The average Tn5 transposition propensity in a candidate binding site of a given transcription factor was calculated by retrieving and counting all 6-mers associated with the site (without flanks). The counts were multiplied by the Tn5 transposition propensities of the associated 6-mers, summed and normalized by the total number of 6-mers in the site. The same calculation was applied for DNase, using the previously calculated DNase cleavage propensities per 6-mer .

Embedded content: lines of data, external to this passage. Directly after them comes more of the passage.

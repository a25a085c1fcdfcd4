//! In-memory [`DocumentStore`] and [`CatalogStore`] for tests and local runs.
//!
//! Uses `Vec`/`HashMap` behind `std::sync::RwLock`. Similarity search is
//! brute-force cosine over every stored vector that passes the filter.

use std::collections::{HashMap, HashSet};
use std::sync::RwLock;

use anyhow::Result;
use async_trait::async_trait;

use crate::embedding::cosine_similarity;
use crate::error::EngineError;
use crate::models::{EvidenceChunk, ModelRecord, PartRecord};
use crate::policy::EvidenceFilter;

use super::{CatalogStore, DocumentStore};

struct StoredChunk {
    chunk: EvidenceChunk,
    vector: Vec<f32>,
}

#[derive(Default)]
pub struct InMemoryDocumentStore {
    chunks: RwLock<Vec<StoredChunk>>,
}

impl InMemoryDocumentStore {
    pub fn new() -> Self {
        Self::default()
    }

    /// Add or replace a chunk. All vectors must share one dimensionality.
    pub fn insert(&self, chunk: EvidenceChunk, vector: Vec<f32>) -> Result<()> {
        let mut chunks = self.chunks.write().unwrap();
        if let Some(first) = chunks.first() {
            if first.vector.len() != vector.len() {
                return Err(EngineError::EmbeddingMismatch {
                    query_dims: vector.len(),
                    store_dims: first.vector.len(),
                }
                .into());
            }
        }
        chunks.retain(|sc| sc.chunk.chunk_id != chunk.chunk_id);
        chunks.push(StoredChunk { chunk, vector });
        Ok(())
    }

    pub fn len(&self) -> usize {
        self.chunks.read().unwrap().len()
    }

    pub fn is_empty(&self) -> bool {
        self.len() == 0
    }
}

#[async_trait]
impl DocumentStore for InMemoryDocumentStore {
    async fn embedding_dims(&self) -> Result<Option<usize>> {
        Ok(self.chunks.read().unwrap().first().map(|sc| sc.vector.len()))
    }

    async fn similarity_search(
        &self,
        query_vec: &[f32],
        filter: &EvidenceFilter,
        k: usize,
    ) -> Result<Vec<EvidenceChunk>> {
        let chunks = self.chunks.read().unwrap();
        if let Some(first) = chunks.first() {
            if first.vector.len() != query_vec.len() {
                return Err(EngineError::EmbeddingMismatch {
                    query_dims: query_vec.len(),
                    store_dims: first.vector.len(),
                }
                .into());
            }
        }
        let mut results: Vec<EvidenceChunk> = chunks
            .iter()
            .filter(|sc| filter.matches(&sc.chunk.metadata))
            .map(|sc| EvidenceChunk {
                score: cosine_similarity(query_vec, &sc.vector),
                ..sc.chunk.clone()
            })
            .collect();
        results.sort_by(|a, b| {
            b.score
                .partial_cmp(&a.score)
                .unwrap_or(std::cmp::Ordering::Equal)
        });
        results.truncate(k);
        Ok(results)
    }
}

// ============ Catalog ============

#[derive(Default)]
pub struct InMemoryCatalog {
    parts: RwLock<HashMap<String, PartRecord>>,
    models: RwLock<HashMap<String, ModelRecord>>,
    fitment: RwLock<HashSet<(String, String)>>,
    /// (partselect_number, symptom_tag)
    part_symptoms: RwLock<Vec<(String, String)>>,
    /// (model_number, symptom_tag, partselect_number, rank)
    symptom_ranks: RwLock<Vec<(String, String, String, i64)>>,
}

impl InMemoryCatalog {
    pub fn new() -> Self {
        Self::default()
    }

    pub fn add_part(&self, part: PartRecord) {
        self.parts
            .write()
            .unwrap()
            .insert(part.partselect_number.to_ascii_uppercase(), part);
    }

    pub fn add_model(&self, model: ModelRecord) {
        self.models
            .write()
            .unwrap()
            .insert(model.model_number.to_ascii_uppercase(), model);
    }

    pub fn add_fitment(&self, partselect_number: &str, model_number: &str) {
        self.fitment.write().unwrap().insert((
            partselect_number.to_ascii_uppercase(),
            model_number.to_ascii_uppercase(),
        ));
    }

    pub fn add_part_symptom(&self, partselect_number: &str, symptom_tag: &str) {
        self.part_symptoms
            .write()
            .unwrap()
            .push((partselect_number.to_ascii_uppercase(), symptom_tag.to_string()));
    }

    pub fn add_symptom_rank(&self, model_number: &str, symptom_tag: &str, partselect_number: &str, rank: i64) {
        self.symptom_ranks.write().unwrap().push((
            model_number.to_ascii_uppercase(),
            symptom_tag.to_string(),
            partselect_number.to_ascii_uppercase(),
            rank,
        ));
    }
}

#[async_trait]
impl CatalogStore for InMemoryCatalog {
    async fn find_part(&self, number: &str) -> Result<Option<PartRecord>> {
        let key = number.trim().to_ascii_uppercase();
        let parts = self.parts.read().unwrap();
        Ok(parts.get(&key).cloned().or_else(|| {
            parts
                .values()
                .find(|p| {
                    p.manufacturer_part_number
                        .as_deref()
                        .is_some_and(|m| m.eq_ignore_ascii_case(&key))
                })
                .cloned()
        }))
    }

    async fn find_model(&self, model_number: &str) -> Result<Option<ModelRecord>> {
        let key = model_number.trim().to_ascii_uppercase();
        Ok(self.models.read().unwrap().get(&key).cloned())
    }

    async fn parts_for_model(&self, model_number: &str, limit: usize) -> Result<Vec<PartRecord>> {
        let key = model_number.trim().to_ascii_uppercase();
        let fitment = self.fitment.read().unwrap();
        let parts = self.parts.read().unwrap();
        let mut numbers: Vec<&String> = fitment
            .iter()
            .filter(|(_, m)| *m == key)
            .map(|(p, _)| p)
            .collect();
        numbers.sort();
        Ok(numbers
            .into_iter()
            .filter_map(|n| parts.get(n).cloned())
            .take(limit)
            .collect())
    }

    async fn parts_for_symptom(
        &self,
        model_number: &str,
        symptom_tag: &str,
        limit: usize,
    ) -> Result<Vec<PartRecord>> {
        let key = model_number.trim().to_ascii_uppercase();
        let ranks = self.symptom_ranks.read().unwrap();
        let mut ranked: Vec<(i64, String)> = ranks
            .iter()
            .filter(|(m, tag, _, _)| *m == key && tag == symptom_tag)
            .map(|(_, _, p, rank)| (*rank, p.clone()))
            .collect();
        if ranked.is_empty() {
            let fitment = self.fitment.read().unwrap();
            let symptoms = self.part_symptoms.read().unwrap();
            ranked = symptoms
                .iter()
                .filter(|(p, tag)| tag == symptom_tag && fitment.contains(&(p.clone(), key.clone())))
                .map(|(p, _)| (i64::MAX, p.clone()))
                .collect();
        }
        ranked.sort();
        let mut seen = HashSet::new();
        ranked.retain(|(_, p)| seen.insert(p.clone()));
        let parts = self.parts.read().unwrap();
        Ok(ranked
            .into_iter()
            .filter_map(|(_, p)| parts.get(&p).cloned())
            .take(limit)
            .collect())
    }

    async fn has_fitment(&self, partselect_number: &str, model_number: &str) -> Result<bool> {
        Ok(self.fitment.read().unwrap().contains(&(
            partselect_number.trim().to_ascii_uppercase(),
            model_number.trim().to_ascii_uppercase(),
        )))
    }
}
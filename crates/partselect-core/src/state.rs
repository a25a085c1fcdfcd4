//! Typed conversation state and the single merge function.
//!
//! A [`ConversationState`] is built fresh for every inbound message and
//! discarded once the response is sent. Each pipeline stage returns a
//! [`StateUpdate`]; [`ConversationState::apply`] is the only place the two
//! are merged:
//!
//! - a field left `None` in the update keeps its current value;
//! - list-valued fields (`evidence`, `citations`, `product_cards`) are
//!   replaced wholesale, never appended.
//!
//! The action set is the closed [`NextAction`] enum. Planner output is
//! parsed into it with [`FromStr`], so an unknown action string can never
//! reach a handler.

use serde::{Deserialize, Serialize};
use std::fmt;
use std::str::FromStr;

use crate::models::{ApplianceType, ChatMessage, Citation, EvidenceChunk, ProductCard, Role};

/// Result of the scope gate.
#[derive(Debug, Clone, Copy, PartialEq, Eq, Serialize, Deserialize)]
#[serde(rename_all = "SCREAMING_SNAKE_CASE")]
pub enum ScopeLabel {
    InScope,
    OutOfScope,
    Ambiguous,
}

impl ScopeLabel {
    pub fn as_str(&self) -> &'static str {
        match self {
            ScopeLabel::InScope => "IN_SCOPE",
            ScopeLabel::OutOfScope => "OUT_OF_SCOPE",
            ScopeLabel::Ambiguous => "AMBIGUOUS",
        }
    }

    /// Whether the pipeline may continue past the scope gate.
    pub fn is_in_scope(&self) -> bool {
        matches!(self, ScopeLabel::InScope)
    }
}

impl fmt::Display for ScopeLabel {
    fn fmt(&self, f: &mut fmt::Formatter<'_>) -> fmt::Result {
        f.write_str(self.as_str())
    }
}

impl FromStr for ScopeLabel {
    type Err = String;

    fn from_str(s: &str) -> Result<Self, Self::Err> {
        match s.trim().to_ascii_uppercase().replace([' ', '-'], "_").as_str() {
            "IN_SCOPE" | "IN" => Ok(ScopeLabel::InScope),
            "OUT_OF_SCOPE" | "OUT" => Ok(ScopeLabel::OutOfScope),
            "AMBIGUOUS" => Ok(ScopeLabel::Ambiguous),
            other => Err(format!("unknown scope label '{}'", other)),
        }
    }
}

#[derive(Debug, Clone, Copy, PartialEq, Eq, Default, Serialize, Deserialize)]
#[serde(rename_all = "snake_case")]
pub enum Intent {
    #[default]
    Troubleshoot,
    Compatibility,
    PartInstall,
    ProductInfo,
}

/// Triage symptom vocabulary. The snake_case names double as the chunk
/// `symptom_tag` values the source policy filters on.
#[derive(Debug, Clone, Copy, PartialEq, Eq, Default, Serialize, Deserialize)]
#[serde(rename_all = "snake_case")]
pub enum Symptom {
    TooCold,
    TooWarm,
    NotCooling,
    IceMakerIssue,
    Leaking,
    Noise,
    General,
    NotDraining,
    NotFilling,
    WillNotStart,
    NotCleaning,
    NotDispensing,
    NotDrying,
    #[default]
    Other,
}

impl Symptom {
    pub fn tag(&self) -> &'static str {
        match self {
            Symptom::TooCold => "too_cold",
            Symptom::TooWarm => "too_warm",
            Symptom::NotCooling => "not_cooling",
            Symptom::IceMakerIssue => "ice_maker_issue",
            Symptom::Leaking => "leaking",
            Symptom::Noise => "noise",
            Symptom::General => "general",
            Symptom::NotDraining => "not_draining",
            Symptom::NotFilling => "not_filling",
            Symptom::WillNotStart => "will_not_start",
            Symptom::NotCleaning => "not_cleaning",
            Symptom::NotDispensing => "not_dispensing",
            Symptom::NotDrying => "not_drying",
            Symptom::Other => "other",
        }
    }

    /// A concrete complaint, as opposed to "something is wrong" or nothing.
    pub fn is_specific(&self) -> bool {
        !matches!(self, Symptom::General | Symptom::Other)
    }
}

/// Which refrigerator compartment the user says is affected.
#[derive(Debug, Clone, Copy, PartialEq, Eq, Default, Serialize, Deserialize)]
#[serde(rename_all = "snake_case")]
pub enum Section {
    Both,
    Refrigerator,
    Freezer,
    #[default]
    Unknown,
}

/// Named troubleshooting context used to scope retrieval.
#[derive(Debug, Clone, Copy, PartialEq, Eq, Hash, PartialOrd, Ord, Serialize, Deserialize)]
#[serde(rename_all = "SCREAMING_SNAKE_CASE")]
pub enum DiagnosticState {
    RefS6BothWarm,
    RefS7FreezerColdFridgeWarm,
    RefS8TooCold,
    RefIceMaker,
    RefS9Fallback,
    DwNotDraining,
    DwLeaking,
    DwWillNotStart,
    DwNotCleaning,
    DwNotFilling,
    DwNotDispensing,
    DwNotDrying,
    DwNoisy,
    DwFallback,
}

impl DiagnosticState {
    pub const ALL: [DiagnosticState; 14] = [
        DiagnosticState::RefS6BothWarm,
        DiagnosticState::RefS7FreezerColdFridgeWarm,
        DiagnosticState::RefS8TooCold,
        DiagnosticState::RefIceMaker,
        DiagnosticState::RefS9Fallback,
        DiagnosticState::DwNotDraining,
        DiagnosticState::DwLeaking,
        DiagnosticState::DwWillNotStart,
        DiagnosticState::DwNotCleaning,
        DiagnosticState::DwNotFilling,
        DiagnosticState::DwNotDispensing,
        DiagnosticState::DwNotDrying,
        DiagnosticState::DwNoisy,
        DiagnosticState::DwFallback,
    ];

    pub fn as_str(&self) -> &'static str {
        match self {
            DiagnosticState::RefS6BothWarm => "REF_S6_BOTH_WARM",
            DiagnosticState::RefS7FreezerColdFridgeWarm => "REF_S7_FREEZER_COLD_FRIDGE_WARM",
            DiagnosticState::RefS8TooCold => "REF_S8_TOO_COLD",
            DiagnosticState::RefIceMaker => "REF_ICE_MAKER",
            DiagnosticState::RefS9Fallback => "REF_S9_FALLBACK",
            DiagnosticState::DwNotDraining => "DW_NOT_DRAINING",
            DiagnosticState::DwLeaking => "DW_LEAKING",
            DiagnosticState::DwWillNotStart => "DW_WILL_NOT_START",
            DiagnosticState::DwNotCleaning => "DW_NOT_CLEANING",
            DiagnosticState::DwNotFilling => "DW_NOT_FILLING",
            DiagnosticState::DwNotDispensing => "DW_NOT_DISPENSING",
            DiagnosticState::DwNotDrying => "DW_NOT_DRYING",
            DiagnosticState::DwNoisy => "DW_NOISY",
            DiagnosticState::DwFallback => "DW_FALLBACK",
        }
    }

    pub fn appliance(&self) -> ApplianceType {
        match self {
            DiagnosticState::RefS6BothWarm
            | DiagnosticState::RefS7FreezerColdFridgeWarm
            | DiagnosticState::RefS8TooCold
            | DiagnosticState::RefIceMaker
            | DiagnosticState::RefS9Fallback => ApplianceType::Refrigerator,
            _ => ApplianceType::Dishwasher,
        }
    }
}

impl fmt::Display for DiagnosticState {
    fn fmt(&self, f: &mut fmt::Formatter<'_>) -> fmt::Result {
        f.write_str(self.as_str())
    }
}

impl FromStr for DiagnosticState {
    type Err = String;

    fn from_str(s: &str) -> Result<Self, Self::Err> {
        let wanted = s.trim().to_ascii_uppercase();
        DiagnosticState::ALL
            .iter()
            .find(|st| st.as_str() == wanted)
            .copied()
            .ok_or_else(|| format!("unknown diagnostic state '{}'", s))
    }
}

/// The closed set of actions a turn can execute. Exactly one runs per
/// in-scope request.
#[derive(Debug, Clone, Copy, PartialEq, Eq, Hash, Serialize, Deserialize)]
#[serde(rename_all = "snake_case")]
pub enum NextAction {
    AskClarify,
    PartsListAnswer,
    PartLookupAnswer,
    CompatibilityAnswer,
    FindModelHelp,
    Retrieve,
}

impl NextAction {
    pub fn as_str(&self) -> &'static str {
        match self {
            NextAction::AskClarify => "ask_clarify",
            NextAction::PartsListAnswer => "parts_list_answer",
            NextAction::PartLookupAnswer => "part_lookup_answer",
            NextAction::CompatibilityAnswer => "compatibility_answer",
            NextAction::FindModelHelp => "find_model_help",
            NextAction::Retrieve => "retrieve",
        }
    }
}

impl fmt::Display for NextAction {
    fn fmt(&self, f: &mut fmt::Formatter<'_>) -> fmt::Result {
        f.write_str(self.as_str())
    }
}

impl FromStr for NextAction {
    type Err = String;

    /// Accepts the canonical names plus the short planner vocabulary
    /// (`clarify`, `parts_list`, `part_detail`, `compatibility`,
    /// `troubleshoot`).
    fn from_str(s: &str) -> Result<Self, Self::Err> {
        match s.trim().to_ascii_lowercase().as_str() {
            "ask_clarify" | "clarify" => Ok(NextAction::AskClarify),
            "parts_list_answer" | "parts_list" => Ok(NextAction::PartsListAnswer),
            "part_lookup_answer" | "part_lookup" | "part_detail" => Ok(NextAction::PartLookupAnswer),
            "compatibility_answer" | "compatibility" => Ok(NextAction::CompatibilityAnswer),
            "find_model_help" => Ok(NextAction::FindModelHelp),
            "retrieve" | "troubleshoot" => Ok(NextAction::Retrieve),
            other => Err(other.to_string()),
        }
    }
}

/// Named pieces of information extracted from the conversation.
#[derive(Debug, Clone, Default, PartialEq, Serialize)]
pub struct Slots {
    pub model_number: Option<String>,
    /// Manufacturer revision suffix, e.g. `00` in `WRF535SWHZ (00)`.
    pub model_revision: Option<String>,
    pub part_number: Option<String>,
    pub appliance_type: Option<ApplianceType>,
    pub intent: Intent,
}

/// Triage outcome carried into routing and retrieval.
#[derive(Debug, Clone, Copy, Default, PartialEq, Serialize)]
pub struct Diagnosis {
    pub symptom: Symptom,
    pub section: Section,
    pub state: Option<DiagnosticState>,
}

/// Arguments the router hands to the selected action.
#[derive(Debug, Clone, Default, PartialEq, Serialize)]
pub struct ActionArgs {
    /// Question text for `ask_clarify`.
    pub question: Option<String>,
}

/// Pipeline progress. Only moves forward.
#[derive(Debug, Clone, Copy, PartialEq, Eq, PartialOrd, Ord, Default, Serialize)]
#[serde(rename_all = "snake_case")]
pub enum Stage {
    #[default]
    Received,
    ScopeChecked,
    Routed,
    Handled,
    Composed,
    Responded,
}

#[derive(Debug, Clone, Default, PartialEq, Serialize)]
pub struct ConversationState {
    pub message: String,
    pub history: Vec<ChatMessage>,
    pub stage: Stage,
    pub scope_label: Option<ScopeLabel>,
    pub slots: Slots,
    pub diagnosis: Diagnosis,
    pub next_action: Option<NextAction>,
    pub action_args: ActionArgs,
    pub evidence: Vec<EvidenceChunk>,
    pub answer: Option<String>,
    pub citations: Vec<Citation>,
    pub product_cards: Vec<ProductCard>,
}

/// Partial update returned by a stage. `None` means "leave unchanged".
#[derive(Debug, Clone, Default, PartialEq)]
pub struct StateUpdate {
    pub stage: Option<Stage>,
    pub scope_label: Option<ScopeLabel>,
    pub model_number: Option<String>,
    pub model_revision: Option<String>,
    pub part_number: Option<String>,
    pub appliance_type: Option<ApplianceType>,
    pub intent: Option<Intent>,
    pub diagnosis: Option<Diagnosis>,
    pub next_action: Option<NextAction>,
    pub action_args: Option<ActionArgs>,
    pub evidence: Option<Vec<EvidenceChunk>>,
    pub answer: Option<String>,
    pub citations: Option<Vec<Citation>>,
    pub product_cards: Option<Vec<ProductCard>>,
}

impl StateUpdate {
    /// Update carrying only answer content, with both output lists cleared.
    pub fn answer_only(content: impl Into<String>) -> Self {
        Self {
            answer: Some(content.into()),
            citations: Some(Vec::new()),
            product_cards: Some(Vec::new()),
            ..Default::default()
        }
    }
}

impl ConversationState {
    pub fn new(message: impl Into<String>, history: Vec<ChatMessage>) -> Self {
        Self {
            message: message.into(),
            history,
            ..Default::default()
        }
    }

    /// Merge an update into a new state value.
    pub fn apply(mut self, update: StateUpdate) -> Self {
        if let Some(stage) = update.stage {
            self.stage = self.stage.max(stage);
        }
        if let Some(label) = update.scope_label {
            self.scope_label = Some(label);
        }
        if let Some(model) = update.model_number {
            self.slots.model_number = Some(model);
        }
        if let Some(rev) = update.model_revision {
            self.slots.model_revision = Some(rev);
        }
        if let Some(part) = update.part_number {
            self.slots.part_number = Some(part);
        }
        if let Some(appliance) = update.appliance_type {
            self.slots.appliance_type = Some(appliance);
        }
        if let Some(intent) = update.intent {
            self.slots.intent = intent;
        }
        if let Some(diagnosis) = update.diagnosis {
            self.diagnosis = diagnosis;
        }
        if let Some(action) = update.next_action {
            self.next_action = Some(action);
        }
        if let Some(args) = update.action_args {
            self.action_args = args;
        }
        if let Some(evidence) = update.evidence {
            self.evidence = evidence;
        }
        if let Some(answer) = update.answer {
            self.answer = Some(answer);
        }
        if let Some(citations) = update.citations {
            self.citations = citations;
        }
        if let Some(cards) = update.product_cards {
            self.product_cards = cards;
        }
        self
    }

    /// Most recent assistant turn, or `""`.
    pub fn last_assistant(&self) -> &str {
        self.history
            .iter()
            .rev()
            .find(|m| m.role == Role::Assistant)
            .map(|m| m.content.as_str())
            .unwrap_or("")
    }

    /// Prior user turns, most recent first.
    pub fn prior_user_turns(&self) -> impl Iterator<Item = &str> {
        self.history
            .iter()
            .rev()
            .filter(|m| m.role == Role::User)
            .map(|m| m.content.as_str())
    }
}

Scanning the genome for candidate binding sites
The SpeakerScan Toolset  was used to scan the hg19 build of the human genome with position weight matrices (PWMs), to find candidate transcription factor binding sites (TFBS). PWMs contain expected frequencies for each nucleotide in a per-base fashion, modeling the binding sequence preferences of a given TF. A pseudocount of 0.0005 was added to each frequency in the PWMs, to ensure non-zero entries. At each PWM-sized window in the genome, a TFBS score was calculated, as the log-likelihood of the underlying sequence matching the PWM vs. a background model. The background was modeled with a first-order Markov chain in a 500-bp local window, centered on the considered position. The top scoring 50,000 sites were taken along for transcription factor footprinting in this study. To validate the significance of motif matches for all PWMs, we simulated DNA sequences using the PWM model (positive set) and a background modeled with a first-order Markov chain from hypersensitive sites (negative set) and sampled TFBS scores from these positive and negative sets. For a range of false-positive rates (FPR, up to 1 × 10−6), we found the corresponding TFBS scores and reported the one closest to the lowest score in each motif set and the associated FPR as an empirical p value. This demonstrated that all our sets included significant motif matches, with the lowest empirical p value being 5 × 10−5 (Additional file 1: Table S5).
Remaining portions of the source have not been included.